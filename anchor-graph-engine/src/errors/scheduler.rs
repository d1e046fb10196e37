//! Error types for walker execution and task scheduling.
use anchor_graph_repository::StoreError;
use thiserror::Error;

use crate::errors::GraphError;

/// Errors raised by the scheduler API.
///
/// Failures inside a scheduled run never surface here; they are recorded on
/// the walker document and the run is marked FAILED.
#[derive(Debug, Error)]
pub enum SchedulerError {
    #[error("Unknown walker: {0}")]
    UnknownWalker(String),

    #[error("Invalid trigger: {0}")]
    InvalidTrigger(String),

    #[error("Graph error: {0}")]
    Graph(#[from] GraphError),

    #[error("Store error: {0}")]
    Store(#[from] StoreError),

    #[error("Corrupt walker document: {0}")]
    Document(#[from] serde_json::Error),

    #[error("Walker failed: {0}")]
    Walker(#[from] WalkerError),
}

/// Error returned by a walker body.
#[derive(Debug, Error)]
pub enum WalkerError {
    #[error("{0}")]
    Failed(String),

    #[error("Graph error: {0}")]
    Graph(#[from] GraphError),
}

impl WalkerError {
    pub fn failed(message: impl Into<String>) -> Self {
        Self::Failed(message.into())
    }
}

○ ○ ○

_To do_:
Look for the line with "pub enum WalkerError" in the listing above. Print it and each later line exactly, ending with the last line.

_Problem solution_:
pub enum WalkerError {
    #[error("{0}")]
    Failed(String),

    #[error("Graph error: {0}")]
    Graph(#[from] GraphError),
}

impl WalkerError {
    pub fn failed(message: impl Into<String>) -> Self {
        Self::Failed(message.into())
    }
}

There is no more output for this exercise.